- [DIRECTIONS]
Repeat the records below exactly, beginning at the first line and finishing with the line that contains "pub title: &'static".

- [TASK MATERIAL]
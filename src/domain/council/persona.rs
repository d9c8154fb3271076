//! Council personas.

use serde::{Deserialize, Serialize};

/// One persona's contribution to a debate, as returned by the model.
#[derive(Debug, Clone, PartialEq, Eq, Serialize, Deserialize)]
pub struct Persona {
    pub id: String,
    pub title: String,
    pub primary_concerns: Vec<String>,
    pub statement: String,
}

/// A fixed seat on the council.
#[derive(Debug, Clone, Copy, PartialEq, Eq, Serialize)]
pub struct PersonaDefinition {
    pub id: &'static str,
    pub title: &'static str,
    pub care: &'static str,
}

/// The seven seats every debate is expected to fill.
pub const PERSONA_DEFINITIONS: [PersonaDefinition; 7] = [
    PersonaDefinition {
        id: "climate_scientist",
        title: "Climate Scientist",
        care: "Long-term climate impact and physical risks.",
    },
    PersonaDefinition {
        id: "carbon_analyst",
        title: "Carbon Footprint Analyst",
        care: "Direct and indirect greenhouse gas emissions metrics.",
    },
    PersonaDefinition {
        id: "biodiversity_ecologist",
        title: "Biodiversity Ecologist",
        care: "Ecosystem health, habitat preservation, and local flora/fauna.",
    },
    PersonaDefinition {
        id: "community_rep",
        title: "Community Representative",
        care: "Local jobs, health, equity, and public acceptance.",
    },
    PersonaDefinition {
        id: "urban_planner",
        title: "Urban Planner",
        care: "Infrastructure resilience, land use efficiency, and zoning.",
    },
    PersonaDefinition {
        id: "csr_lead",
        title: "Business Strategy / CSR Lead",
        care: "ESG brand value, stakeholder reporting, and market alignment.",
    },
    PersonaDefinition {
        id: "finance_officer",
        title: "Public Finance / Budget Officer",
        care: "Capital efficiency, ROI, and long-term economic viability.",
    },
];

/// Number of seats on the council.
pub const COUNCIL_SIZE: usize = PERSONA_DEFINITIONS.len();

#[cfg(test)]
mod tests {
    use super::*;
    use std::collections::HashSet;

    #[test]
    fn council_has_seven_distinct_seats() {
        let ids: HashSet<_> = PERSONA_DEFINITIONS.iter().map(|p| p.id).collect();
        assert_eq!(COUNCIL_SIZE, 7);
        assert_eq!(ids.len(), 7);
    }

    #[test]
    fn persona_deserializes_from_model_shape() {
        let json = r#"{
            "id": "community_rep",
            "title": "Community Representative",
            "primary_concerns": ["jobs", "equity"],
            "statement": "Local hiring must be guaranteed."
        }"#;
        let persona: Persona = serde_json::from_str(json).unwrap();
        assert_eq!(persona.primary_concerns, vec!["jobs", "equity"]);
    }
}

- [RESPONSE TO THIS TASK]
filename src/domain/council/persona.rs
repository d9c8154fb3271076
//! Council personas.

use serde::{Deserialize, Serialize};

/// One persona's contribution to a debate, as returned by the model.
#[derive(Debug, Clone, PartialEq, Eq, Serialize, Deserialize)]
pub struct Persona {
    pub id: String,
    pub title: String,
    pub primary_concerns: Vec<String>,
    pub statement: String,
}

/// A fixed seat on the council.
#[derive(Debug, Clone, Copy, PartialEq, Eq, Serialize)]
pub struct PersonaDefinition {
    pub id: &'static str,
    pub title: &'static str,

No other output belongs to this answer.